::: Input :::

//! Blocking `alr` invocations with normalized flags and output

use std::borrow::Cow;
use std::path::{Path, PathBuf};
use std::process::{Command, Stdio};

use crate::env::Environment;
use crate::error::{Error, Result};

/// Per-invocation switches.
///
/// Defaults match what test cases want almost always: fail on a non-zero
/// exit, raw diagnostics on, quiet on, force off.
#[derive(Debug, Clone, Copy, PartialEq, Eq)]
pub struct RunOptions {
    /// Turn a non-zero exit status into [`Error::InvocationFailed`].
    pub complain_on_error: bool,
    /// Pass `-d` so internal errors are logged instead of sanitized.
    pub debug: bool,
    /// Pass `-f`.
    pub force: bool,
    /// Pass `-q`.
    pub quiet: bool,
}

impl Default for RunOptions {
    fn default() -> Self {
        Self {
            complain_on_error: true,
            debug: true,
            force: false,
            quiet: true,
        }
    }
}

impl RunOptions {
    pub fn new() -> Self {
        Self::default()
    }

    pub fn complain_on_error(mut self, complain: bool) -> Self {
        self.complain_on_error = complain;
        self
    }

    pub fn debug(mut self, debug: bool) -> Self {
        self.debug = debug;
        self
    }

    pub fn force(mut self, force: bool) -> Self {
        self.force = force;
        self
    }

    pub fn quiet(mut self, quiet: bool) -> Self {
        self.quiet = quiet;
        self
    }
}

/// Exit status and captured output of one invocation
#[derive(Debug, Clone, PartialEq, Eq)]
pub struct ProcessResult {
    /// Exit code, or -1 when the process was terminated by a signal
    pub status: i32,
    /// stdout followed by stderr, with CRLF rewritten to LF.
    ///
    /// The two streams are captured separately and concatenated, so a line
    /// written to stderr always appears after all of stdout, whatever order
    /// the tool emitted them in. Assertions on mixed output must allow for it.
    pub output: String,
}

impl ProcessResult {
    pub fn success(&self) -> bool {
        self.status == 0
    }
}

/// Runs `alr` with a fixed program path, environment and working directory
#[derive(Debug, Clone)]
pub struct Invoker {
    program: PathBuf,
    current_dir: Option<PathBuf>,
    env: Environment,
}

impl Invoker {
    /// Create an invoker for `program`, inheriting the working directory of
    /// the test process and no environment overrides.
    pub fn new(program: impl Into<PathBuf>) -> Self {
        Self {
            program: program.into(),
            current_dir: None,
            env: Environment::new(),
        }
    }

    pub fn with_env(mut self, env: Environment) -> Self {
        self.env = env;
        self
    }

    /// Derive an invoker that runs inside `dir`.
    pub fn in_dir(&self, dir: impl Into<PathBuf>) -> Self {
        Self {
            current_dir: Some(dir.into()),
            ..self.clone()
        }
    }

    pub fn program(&self) -> &Path {
        &self.program
    }

    pub fn current_dir(&self) -> Option<&Path> {
        self.current_dir.as_deref()
    }

    pub fn env(&self) -> &Environment {
        &self.env
    }

    pub fn env_mut(&mut self) -> &mut Environment {
        &mut self.env
    }

    /// Full argument vector, program first, for `args` under `options`.
    pub fn argv<S: AsRef<str>>(&self, args: &[S], options: &RunOptions) -> Vec<String> {
        let mut argv = vec![self.program.to_string_lossy().into_owned()];
        argv.push("-n".to_string());
        if options.debug {
            argv.push("-d".to_string());
        }
        if options.force {
            argv.push("-f".to_string());
        }
        if options.quiet {
            argv.push("-q".to_string());
        }
        argv.extend(args.iter().map(|a| a.as_ref().to_string()));
        argv
    }

    /// Run `alr` once and wait for it.
    ///
    /// There is no retry and no timeout: a hanging tool hangs the caller.
    pub fn run<S: AsRef<str>>(&self, args: &[S], options: RunOptions) -> Result<ProcessResult> {
        let argv = self.argv(args, &options);
        let command_line = quote_command(&argv);

        let mut cmd = Command::new(&self.program);
        cmd.args(&argv[1..]).stdin(Stdio::null());
        if let Some(dir) = &self.current_dir {
            cmd.current_dir(dir);
        }
        self.env.apply(&mut cmd);

        tracing::debug!(
            command = %command_line,
            dir = ?self.current_dir,
            "Running alr"
        );

        let output = cmd.output().map_err(|source| Error::Spawn {
            program: self.program.clone(),
            source,
        })?;

        let mut raw = String::from_utf8_lossy(&output.stdout).into_owned();
        raw.push_str(&String::from_utf8_lossy(&output.stderr));
        let result = ProcessResult {
            status: output.status.code().unwrap_or(-1),
            output: normalize_newlines(&raw),
        };

        if !result.success() && options.complain_on_error {
            tracing::error!(
                command = %command_line,
                status = result.status,
                output = %result.output,
                "alr returned non-zero status code"
            );
            return Err(Error::InvocationFailed {
                command: command_line,
                status: result.status,
                output: result.output,
            });
        }

        Ok(result)
    }
}

/// Rewrite CRLF line endings to LF.
pub fn normalize_newlines(text: &str) -> String {
    text.replace("\r\n", "\n")
}

/// Join an argument vector into a command line a POSIX shell would accept.
pub fn quote_command<S: AsRef<str>>(argv: &[S]) -> String {
    argv.iter()
        .map(|a| quote_arg(a.as_ref()))
        .collect::<Vec<_>>()
        .join(" ")
}

fn quote_arg(arg: &str) -> Cow<'_, str> {
    let safe = !arg.is_empty()
        && arg
            .chars()
            .all(|c| c.is_ascii_alphanumeric() || "-_./=:@%+,".contains(c));
    if safe {
        Cow::Borrowed(arg)
    } else {
        Cow::Owned(format!("'{}'", arg.replace('\'', r"'\''")))
    }
}
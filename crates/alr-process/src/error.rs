//! Error types for alr invocations

use std::path::PathBuf;

/// Errors that can occur while running `alr`
#[derive(Debug, thiserror::Error)]
pub enum Error {
    /// The executable could not be started at all
    #[error("Failed to spawn {program}: {source}")]
    Spawn {
        /// Program that was being started
        program: PathBuf,
        #[source]
        source: std::io::Error,
    },

    /// Subprocess exited with non-zero status
    #[error("The following command:\n  {command}\nExited with status code {status}\nOutput:\n{output}")]
    InvocationFailed {
        /// Full, shell-quoted command line
        command: String,
        /// Exit code, or -1 when terminated by a signal
        status: i32,
        /// Captured and normalized output
        output: String,
    },

    /// Output did not contain what the caller was looking for
    #[error("Unexpected alr output, {what}:\n{output}")]
    UnexpectedOutput {
        /// What could not be found
        what: String,
        /// The output that was searched
        output: String,
    },
}

/// Result type alias for alr invocations
pub type Result<T> = std::result::Result<T, Error>;
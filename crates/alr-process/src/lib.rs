//! Invocation of the `alr` command-line tool
//!
//! This crate wraps `alr` as a blocking subprocess with the flag conventions
//! the test driver relies on:
//!
//! - `-n` (non-interactive) is always passed
//! - `-d` (raw diagnostics) and `-q` (quiet) are passed unless disabled
//! - a non-zero exit aborts with [`Error::InvocationFailed`] unless the
//!   caller opts out
//! - captured output is normalized to LF line endings
//!
//! The environment and working directory of each invocation are explicit
//! ([`Environment`], [`Invoker::in_dir`]) rather than inherited from
//! process-wide state.

pub mod env;
pub mod error;
pub mod invoke;
pub mod version;

pub use env::Environment;
pub use error::{Error, Result};
pub use invoke::{Invoker, ProcessResult, RunOptions};
pub use version::{VersionReport, version_report};
//! On-disk format for compiled scenarios.
//!
//! A compiled artifact is a JSON sidecar next to its scenario file
//! (`login.scenario` -> `login.compiled.json`) holding one hint per step.
//! Hints are an optimization layer only: replay falls back to the live path
//! for any step whose hint is `Passthrough`, so a compiled run can never do
//! something a live run could not.

use anyhow::{Context, Result};
use serde::{Deserialize, Serialize};
use sha2::{Digest, Sha256};
use std::path::{Path, PathBuf};

use crate::bridge::matcher::MatchStrategy;
use crate::bridge::traits::SwipeDirection;
use crate::error::EngineError;
use crate::parser::ScenarioDefinition;

/// Bumped whenever the artifact schema changes shape. Artifacts with any
/// other version are stale, never migrated.
pub const ARTIFACT_VERSION: u32 = 1;

/// Mirror window geometry at compile time. Replay on a differently sized
/// window would land baked coordinates on the wrong elements.
#[derive(Debug, Clone, Copy, PartialEq, Serialize, Deserialize)]
#[serde(rename_all = "camelCase")]
pub struct DeviceGeometry {
    pub width: f64,
    pub height: f64,
    pub orientation: Orientation,
}

#[derive(Debug, Clone, Copy, PartialEq, Eq, Serialize, Deserialize)]
#[serde(rename_all = "lowercase")]
pub enum Orientation {
    Portrait,
    Landscape,
}

impl Orientation {
    pub fn of(width: f64, height: f64) -> Self {
        if width > height {
            Self::Landscape
        } else {
            Self::Portrait
        }
    }
}

/// Pre-resolved execution data for one step.
#[derive(Debug, Clone, PartialEq, Serialize, Deserialize)]
#[serde(tag = "kind", rename_all = "camelCase")]
pub enum StepHint {
    /// Tap this exact window-relative point, skipping OCR.
    Tap {
        x: f64,
        y: f64,
        confidence: f32,
        strategy: MatchStrategy,
    },
    /// Replace an adaptive wait with the delay observed at compile time.
    Sleep { delay_ms: u64 },
    /// Issue exactly this many swipes without re-checking visibility.
    Scroll {
        direction: SwipeDirection,
        count: u32,
    },
    /// No usable hint; replay runs the live path for this step.
    Passthrough,
}

#[derive(Debug, Clone, Serialize, Deserialize)]
#[serde(rename_all = "camelCase")]
pub struct CompiledStep {
    pub index: usize,
    /// Step-type key, validated against the re-parsed source before replay.
    pub kind: String,
    pub label: Option<String>,
    /// Absent exactly for steps the engine does not run (skipped ones).
    pub hint: Option<StepHint>,
}

#[derive(Debug, Clone, Serialize, Deserialize)]
#[serde(rename_all = "camelCase")]
pub struct CompiledScenario {
    pub version: u32,
    pub scenario_name: String,
    /// SHA-256 of the raw scenario text the hints were derived from.
    pub source_hash: String,
    pub compiled_at: String,
    pub device: DeviceGeometry,
    pub steps: Vec<CompiledStep>,
}

impl CompiledScenario {
    pub fn save(&self, path: &Path) -> Result<()> {
        let json = serde_json::to_string_pretty(self)?;
        std::fs::write(path, json)
            .with_context(|| format!("failed to write artifact to {}", path.display()))?;
        Ok(())
    }

    pub fn load(path: &Path) -> Result<Self> {
        let text = std::fs::read_to_string(path)
            .with_context(|| format!("failed to read artifact at {}", path.display()))?;
        let artifact: Self = serde_json::from_str(&text)
            .with_context(|| format!("malformed artifact at {}", path.display()))?;
        Ok(artifact)
    }

    /// Reject the artifact unless it matches the scenario source exactly:
    /// same schema version, same source bytes, same step-kind sequence.
    pub fn validate(
        &self,
        path: &Path,
        definition: &ScenarioDefinition,
        source_text: &str,
    ) -> Result<(), EngineError> {
        let stale = |reason: String| EngineError::StaleArtifact {
            path: path.to_path_buf(),
            reason,
        };

        if self.version != ARTIFACT_VERSION {
            return Err(stale(format!(
                "artifact version {} does not match engine version {}",
                self.version, ARTIFACT_VERSION
            )));
        }

        let current_hash = source_hash(source_text);
        if self.source_hash != current_hash {
            return Err(stale(
                "scenario text changed since compilation; recompile".to_string(),
            ));
        }

        if self.steps.len() != definition.steps.len() {
            return Err(stale(format!(
                "artifact has {} steps but scenario has {}",
                self.steps.len(),
                definition.steps.len()
            )));
        }
        for (compiled, step) in self.steps.iter().zip(&definition.steps) {
            if compiled.kind != step.kind() {
                return Err(stale(format!(
                    "step {} is {} in the artifact but {} in the scenario",
                    compiled.index,
                    compiled.kind,
                    step.kind()
                )));
            }
        }

        Ok(())
    }
}

/// Hex SHA-256 of the scenario source.
pub fn source_hash(text: &str) -> String {
    let mut hasher = Sha256::new();
    hasher.update(text.as_bytes());
    format!("{:x}", hasher.finalize())
}

/// Artifact path for a scenario file: `login.scenario` ->
/// `login.compiled.json`, in the same directory.
pub fn sidecar_path(scenario_path: &Path) -> PathBuf {
    scenario_path.with_extension("compiled.json")
}
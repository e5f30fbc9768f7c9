use std::path::PathBuf;

use crate::bridge::traits::SwipeDirection;

/// A parsed scenario file. Immutable once parsed; step order is append-only
/// and stable across parse, compile and replay.
#[derive(Debug, Clone, PartialEq)]
pub struct ScenarioDefinition {
    pub name: String,
    pub description: String,
    pub source_path: PathBuf,
    pub steps: Vec<ScenarioStep>,
}

/// The closed step grammar of the deterministic executor.
///
/// Keys the grammar does not understand (including the AI-oriented dialect:
/// `remember`, `condition`, `repeat`, `verify`, ...) parse into `Skipped`,
/// never into a parse error, so human- and AI-authored files share a format.
#[derive(Debug, Clone, PartialEq)]
pub enum ScenarioStep {
    /// Launch an app on the mirrored device.
    Launch(String),
    /// Tap the element matching a label, or a literal `"x,y"` point.
    Tap(String),
    /// Type text at the current focus.
    Type(String),
    /// Press a named key, optionally with `+`-joined modifiers.
    PressKey(String),
    /// Swipe in a cardinal direction.
    Swipe(String),
    /// Swipe repeatedly until a label becomes visible.
    ScrollTo(String),
    /// Poll until a label becomes visible, up to the context timeout.
    WaitFor(String),
    /// Single-pass visibility assertion against current state.
    AssertVisible(String),
    /// Single-pass absence assertion against current state.
    AssertNotVisible(String),
    /// Persist a screenshot under a label.
    Screenshot(String),
    /// Press the device home button.
    Home,
    /// Open a URL on the device.
    OpenUrl(String),
    /// Shake gesture.
    Shake,
    /// A step this executor does not run. Always short-circuits.
    Skipped { key: String, reason: String },
}

impl ScenarioStep {
    /// Stable step-type key, used for artifact validation and reporting.
    pub fn kind(&self) -> &'static str {
        match self {
            Self::Launch(_) => "launch",
            Self::Tap(_) => "tap",
            Self::Type(_) => "type",
            Self::PressKey(_) => "press_key",
            Self::Swipe(_) => "swipe",
            Self::ScrollTo(_) => "scroll_to",
            Self::WaitFor(_) => "wait_for",
            Self::AssertVisible(_) => "assert_visible",
            Self::AssertNotVisible(_) => "assert_not_visible",
            Self::Screenshot(_) => "screenshot",
            Self::Home => "home",
            Self::OpenUrl(_) => "open_url",
            Self::Shake => "shake",
            Self::Skipped { .. } => "skipped",
        }
    }

    pub fn label(&self) -> Option<&str> {
        match self {
            Self::Launch(v)
            | Self::Tap(v)
            | Self::Type(v)
            | Self::PressKey(v)
            | Self::Swipe(v)
            | Self::ScrollTo(v)
            | Self::WaitFor(v)
            | Self::AssertVisible(v)
            | Self::AssertNotVisible(v)
            | Self::Screenshot(v)
            | Self::OpenUrl(v) => Some(v),
            Self::Home | Self::Shake => None,
            Self::Skipped { key, .. } => Some(key),
        }
    }

    /// Console display form, e.g. `tap "Wi-Fi"`.
    pub fn display_name(&self) -> String {
        match self.label() {
            Some(label) => format!("{} \"{}\"", self.kind(), label),
            None => self.kind().to_string(),
        }
    }
}

/// Parse a `"x,y"` coordinate label. Recorder output for taps that hit no
/// detected element.
pub fn parse_point(label: &str) -> Option<(f64, f64)> {
    let (x, y) = label.split_once(',')?;
    Some((x.trim().parse().ok()?, y.trim().parse().ok()?))
}

/// Parse a swipe direction keyword.
pub fn parse_direction(value: &str) -> Option<SwipeDirection> {
    SwipeDirection::parse(value)
}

:::

Among the entries above, locate the lines containing "pub struct ProcessResult" and "stdout, whatever order", and transcribe exactly those two lines and all lines between.

pub struct ProcessResult {
    /// Exit code, or -1 when the process was terminated by a signal
    pub status: i32,
    /// stdout followed by stderr, with CRLF rewritten to LF.
    ///
    /// The two streams are captured separately and concatenated, so a line
    /// written to stderr always appears after all of stdout, whatever order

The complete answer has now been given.